Exercise input START
//! Filesystem layout of the live store and the backup directory.
//!
//! `StoreLayout` only computes paths; it never touches the disk. Startup
//! recovery depends on it alone, which is what allows recovery to run before
//! the store is opened.

use std::path::{Path, PathBuf};

use crate::constants::{naming, store};

#[derive(Debug, Clone, PartialEq, Eq)]
pub struct StoreLayout {
    data_dir: PathBuf,
    database_file: String,
    backup_dir: PathBuf,
}

impl StoreLayout {
    pub fn new(
        data_dir: impl Into<PathBuf>,
        database_file: impl Into<String>,
        backup_dir: impl Into<PathBuf>,
    ) -> Self {
        Self {
            data_dir: data_dir.into(),
            database_file: database_file.into(),
            backup_dir: backup_dir.into(),
        }
    }

    pub fn data_dir(&self) -> &Path {
        &self.data_dir
    }

    pub fn backup_dir(&self) -> &Path {
        &self.backup_dir
    }

    /// File name of the live store; also the canonical payload name in containers
    pub fn database_file(&self) -> &str {
        &self.database_file
    }

    pub fn database_path(&self) -> PathBuf {
        self.data_dir.join(&self.database_file)
    }

    pub fn marker_path(&self) -> PathBuf {
        self.data_dir.join(store::RESTORE_MARKER)
    }

    pub fn staged_path(&self) -> PathBuf {
        self.data_dir
            .join(format!("{}{}", self.database_file, store::STAGED_SUFFIX))
    }

    pub fn previous_generation_path(&self) -> PathBuf {
        self.data_dir
            .join(format!("{}{}", self.database_file, store::PREVIOUS_SUFFIX))
    }

    /// Path of an artifact. Callers must validate `name` first.
    pub fn artifact_path(&self, name: &str) -> PathBuf {
        self.backup_dir.join(name)
    }

    /// In-progress path for an artifact that is about to be published as `name`
    pub fn in_progress_path(&self, name: &str) -> PathBuf {
        self.backup_dir
            .join(format!("{}{}", naming::IN_PROGRESS_PREFIX, name))
    }
}

/// `<path>.partial`, the temporary sibling used before an atomic rename
pub fn partial_sibling(path: &Path) -> PathBuf {
    let mut name = path.as_os_str().to_owned();
    name.push(store::PARTIAL_SUFFIX);
    PathBuf::from(name)
}

/// `<path><suffix>` for SQLite sidecars such as `-wal`
pub fn with_suffix(path: &Path, suffix: &str) -> PathBuf {
    let mut name = path.as_os_str().to_owned();
    name.push(suffix);
    PathBuf::from(name)
}
// File: backup/src/archive/builder.rs
use chrono::Utc;
use flate2::write::GzEncoder;
use flate2::Compression;
use std::fs::File;
use std::io::{self, BufWriter};
use std::path::{Path, PathBuf};
use std::sync::Arc;
use std::time::Duration;
use tokio::sync::Mutex;
use tracing::{debug, error, info, instrument, warn};

use super::guide::render_restore_guide;
use crate::artifact::{self, ArtifactFormat, BackupArtifact, BackupOrigin, BackupScope};
use crate::config::AuxiliarySource;
use crate::constants::archive;
use crate::errors::{BackupError, BackupResult};
use crate::fsutil::{exists, remove_if_exists, sync_parent_dir};
use crate::layout::StoreLayout;
use crate::snapshot::SnapshotEngine;

#[derive(Clone)]
pub struct ArchiveBuilder {
    snapshot_engine: SnapshotEngine,
    layout: StoreLayout,
    auxiliary_sources: Vec<AuxiliarySource>,
    /// Held for a whole build; clones share it so in-progress names never collide
    build_lock: Arc<Mutex<()>>,
}

/// Everything the blocking packer needs, owned so it can cross into
/// `spawn_blocking`
struct PackJob {
    container_path: PathBuf,
    snapshot_path: PathBuf,
    artifact_name: String,
    database_file: String,
    scope: BackupScope,
    auxiliary_sources: Vec<AuxiliarySource>,
}

impl ArchiveBuilder {
    pub fn new(
        snapshot_engine: SnapshotEngine,
        layout: StoreLayout,
        auxiliary_sources: Vec<AuxiliarySource>,
    ) -> Self {
        Self {
            snapshot_engine,
            layout,
            auxiliary_sources,
            build_lock: Arc::new(Mutex::new(())),
        }
    }

    pub fn layout(&self) -> &StoreLayout {
        &self.layout
    }

    pub fn snapshot_engine(&self) -> &SnapshotEngine {
        &self.snapshot_engine
    }

    /// Snapshot the live store and package it into `destination_name`.
    ///
    /// For full scope every present auxiliary source and a restore guide are
    /// packed as well; missing sources are skipped.
    #[instrument(skip(self), fields(scope = %scope))]
    pub async fn build(
        &self,
        scope: BackupScope,
        destination_name: &str,
    ) -> BackupResult<BackupArtifact> {
        let _guard = self.build_lock.lock().await;
        self.build_locked(scope, destination_name).await
    }

    /// Build under a freshly generated name for `origin`.
    ///
    /// The name is picked while holding the build lock, so concurrent callers
    /// always end up with distinct artifacts.
    #[instrument(skip(self), fields(scope = %scope))]
    pub async fn build_next(
        &self,
        origin: BackupOrigin,
        scope: BackupScope,
    ) -> BackupResult<BackupArtifact> {
        let _guard = self.build_lock.lock().await;

        let mut name = artifact::container_name(origin, scope, Utc::now());
        while exists(&self.layout.artifact_path(&name)).await {
            tokio::time::sleep(Duration::from_millis(1)).await;
            name = artifact::container_name(origin, scope, Utc::now());
        }
        self.build_locked(scope, &name).await
    }

    async fn build_locked(
        &self,
        scope: BackupScope,
        destination_name: &str,
    ) -> BackupResult<BackupArtifact> {
        artifact::validate_artifact_name(destination_name)?;
        if artifact::classify_format(destination_name) != ArtifactFormat::Container {
            return Err(BackupError::invalid_name(
                destination_name,
                "containers must use the .tar.gz extension",
            ));
        }

        let destination_path = self.layout.artifact_path(destination_name);
        if exists(&destination_path).await {
            return Err(BackupError::conflict(format!(
                "backup '{}' already exists",
                destination_name
            )));
        }

        tokio::fs::create_dir_all(self.layout.backup_dir())
            .await
            .map_err(|e| {
                BackupError::io(
                    format!("create {}", self.layout.backup_dir().display()),
                    e,
                )
            })?;

        info!("Building {} backup {}", scope, destination_name);

        // Step 1: consistent snapshot next to the container, under an in-progress name
        let snapshot_path = self
            .layout
            .in_progress_path(&format!("{}.snapshot", destination_name));
        self.snapshot_engine.snapshot(&snapshot_path).await?;
        info!("✓ Step 1: store snapshot taken");

        // Step 2: pack snapshot (and auxiliary trees) into the in-progress container
        let container_path = self.layout.in_progress_path(destination_name);
        let job = PackJob {
            container_path: container_path.clone(),
            snapshot_path: snapshot_path.clone(),
            artifact_name: destination_name.to_string(),
            database_file: self.layout.database_file().to_string(),
            scope,
            auxiliary_sources: match scope {
                BackupScope::Data => Vec::new(),
                BackupScope::Full => self.auxiliary_sources.clone(),
            },
        };

        let packed = tokio::task::spawn_blocking(move || write_container(&job))
            .await
            .map_err(|e| BackupError::io("join packing task", e))
            .and_then(|result| {
                result.map_err(|e| BackupError::io(format!("write container {}", destination_name), e))
            });

        let included = match packed {
            Ok(included) => included,
            Err(e) => {
                error!("✗ Packing {} failed: {}", destination_name, e);
                self.discard(&[&container_path, &snapshot_path]).await;
                return Err(e);
            }
        };
        info!("✓ Step 2: container written ({} auxiliary sources)", included.len());

        // Step 3: publish under the final name
        if let Err(e) = tokio::fs::rename(&container_path, &destination_path).await {
            error!("✗ Publishing {} failed: {}", destination_name, e);
            self.discard(&[&container_path, &snapshot_path]).await;
            return Err(BackupError::io(format!("publish {}", destination_name), e));
        }
        sync_parent_dir(&destination_path).await;
        info!("✓ Step 3: container published as {}", destination_name);

        // Step 4: the snapshot now lives inside the container
        if let Err(e) = remove_if_exists(&snapshot_path).await {
            warn!("Could not remove packed snapshot {}: {}", snapshot_path.display(), e);
        }

        let metadata = tokio::fs::metadata(&destination_path)
            .await
            .map_err(|e| BackupError::io(format!("stat {}", destination_name), e))?;
        let artifact = BackupArtifact::from_metadata(destination_name, &metadata);

        info!(
            "Backup {} completed ({:.1} KB)",
            destination_name,
            artifact.size_bytes as f64 / 1024.0
        );
        Ok(artifact)
    }

    async fn discard(&self, paths: &[&Path]) {
        for path in paths {
            if let Err(e) = remove_if_exists(path).await {
                warn!("Could not remove partial file {}: {}", path.display(), e);
            }
        }
    }
}

/// Write the tar+gzip container. Returns the archive names of the auxiliary
/// sources that were present and packed.
fn write_container(job: &PackJob) -> io::Result<Vec<String>> {
    let file = File::create(&job.container_path)?;
    let encoder = GzEncoder::new(
        BufWriter::new(file),
        Compression::new(archive::COMPRESSION_LEVEL),
    );
    let mut builder = tar::Builder::new(encoder);
    builder.follow_symlinks(false);

    let payload_name = format!("{}/{}", archive::DATA_DIR, job.database_file);
    builder.append_path_with_name(&job.snapshot_path, &payload_name)?;

    let mut included = Vec::new();
    if job.scope == BackupScope::Full {
        for source in &job.auxiliary_sources {
            let metadata = match std::fs::metadata(&source.path) {
                Ok(metadata) => metadata,
                Err(e) if e.kind() == io::ErrorKind::NotFound => {
                    debug!("Skipping missing auxiliary source {}", source.path.display());
                    continue;
                }
                Err(e) => return Err(e),
            };

            if metadata.is_dir() {
                builder.append_dir_all(&source.archive_name, &source.path)?;
            } else {
                let file_name = source
                    .path
                    .file_name()
                    .map(|name| name.to_string_lossy().into_owned())
                    .unwrap_or_else(|| source.archive_name.clone());
                builder.append_path_with_name(
                    &source.path,
                    format!("{}/{}", source.archive_name, file_name),
                )?;
            }
            included.push(source.archive_name.clone());
        }

        let guide = render_restore_guide(
            &job.artifact_name,
            &job.database_file,
            &included,
            Utc::now(),
        );
        let mut header = tar::Header::new_gnu();
        header.set_size(guide.len() as u64);
        header.set_mode(0o644);
        header.set_mtime(Utc::now().timestamp().max(0) as u64);
        header.set_cksum();
        builder.append_data(&mut header, archive::RESTORE_GUIDE, guide.as_bytes())?;
    }

    let encoder = builder.into_inner()?;
    let writer = encoder.finish()?;
    let file = writer.into_inner().map_err(|e| e.into_error())?;
    file.sync_all()?;

    Ok(included)
}
// File: backup/src/archive/guide.rs
use chrono::{DateTime, Utc};

/// Render the human-readable restore guide shipped inside full containers
pub fn render_restore_guide(
    artifact_name: &str,
    database_file: &str,
    included_sources: &[String],
    created_at: DateTime<Utc>,
) -> String {
    let mut guide = String::new();

    guide.push_str("# Restore Guide\n\n");
    guide.push_str(&format!("Backup: `{}`\n", artifact_name));
    guide.push_str(&format!("Created: {}\n\n", created_at.to_rfc3339()));

    guide.push_str("## Contents\n\n");
    guide.push_str(&format!(
        "- `data/{}` - consistent snapshot of the record store\n",
        database_file
    ));
    for source in included_sources {
        guide.push_str(&format!("- `{}/` - auxiliary files\n", source));
    }
    guide.push('\n');

    guide.push_str("## Restoring the data only\n\n");
    guide.push_str("1. Copy this file into the service's backup directory.\n");
    guide.push_str("2. Start a restore for this backup from the administration page.\n");
    guide.push_str("3. Restart the service. The restore is applied during startup, before\n");
    guide.push_str("   the store is opened. The replaced store is kept next to it with the\n");
    guide.push_str("   `.previous` suffix.\n\n");

    guide.push_str("## Restoring everything by hand\n\n");
    guide.push_str("1. Stop the service.\n");
    guide.push_str(&format!(
        "2. Extract the archive: `tar -xzf {}`\n",
        artifact_name
    ));
    guide.push_str(&format!(
        "3. Replace the store with `data/{}` and delete any `-wal`/`-shm` files\n",
        database_file
    ));
    guide.push_str("   left next to the old store.\n");
    if !included_sources.is_empty() {
        guide.push_str("4. Copy the auxiliary directories back to their original locations.\n");
        guide.push_str("5. Start the service.\n");
    } else {
        guide.push_str("4. Start the service.\n");
    }

    guide
}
Exercise input END
Retype, exactly as written, everything from the first line of the data above through the line containing "pub fn partial_sibling(path: &Path)". Nothing else should appear.

//! Filesystem layout of the live store and the backup directory.
//!
//! `StoreLayout` only computes paths; it never touches the disk. Startup
//! recovery depends on it alone, which is what allows recovery to run before
//! the store is opened.

use std::path::{Path, PathBuf};

use crate::constants::{naming, store};

#[derive(Debug, Clone, PartialEq, Eq)]
pub struct StoreLayout {
    data_dir: PathBuf,
    database_file: String,
    backup_dir: PathBuf,
}

impl StoreLayout {
    pub fn new(
        data_dir: impl Into<PathBuf>,
        database_file: impl Into<String>,
        backup_dir: impl Into<PathBuf>,
    ) -> Self {
        Self {
            data_dir: data_dir.into(),
            database_file: database_file.into(),
            backup_dir: backup_dir.into(),
        }
    }

    pub fn data_dir(&self) -> &Path {
        &self.data_dir
    }

    pub fn backup_dir(&self) -> &Path {
        &self.backup_dir
    }

    /// File name of the live store; also the canonical payload name in containers
    pub fn database_file(&self) -> &str {
        &self.database_file
    }

    pub fn database_path(&self) -> PathBuf {
        self.data_dir.join(&self.database_file)
    }

    pub fn marker_path(&self) -> PathBuf {
        self.data_dir.join(store::RESTORE_MARKER)
    }

    pub fn staged_path(&self) -> PathBuf {
        self.data_dir
            .join(format!("{}{}", self.database_file, store::STAGED_SUFFIX))
    }

    pub fn previous_generation_path(&self) -> PathBuf {
        self.data_dir
            .join(format!("{}{}", self.database_file, store::PREVIOUS_SUFFIX))
    }

    /// Path of an artifact. Callers must validate `name` first.
    pub fn artifact_path(&self, name: &str) -> PathBuf {
        self.backup_dir.join(name)
    }

    /// In-progress path for an artifact that is about to be published as `name`
    pub fn in_progress_path(&self, name: &str) -> PathBuf {
        self.backup_dir
            .join(format!("{}{}", naming::IN_PROGRESS_PREFIX, name))
    }
}

/// `<path>.partial`, the temporary sibling used before an atomic rename
pub fn partial_sibling(path: &Path) -> PathBuf {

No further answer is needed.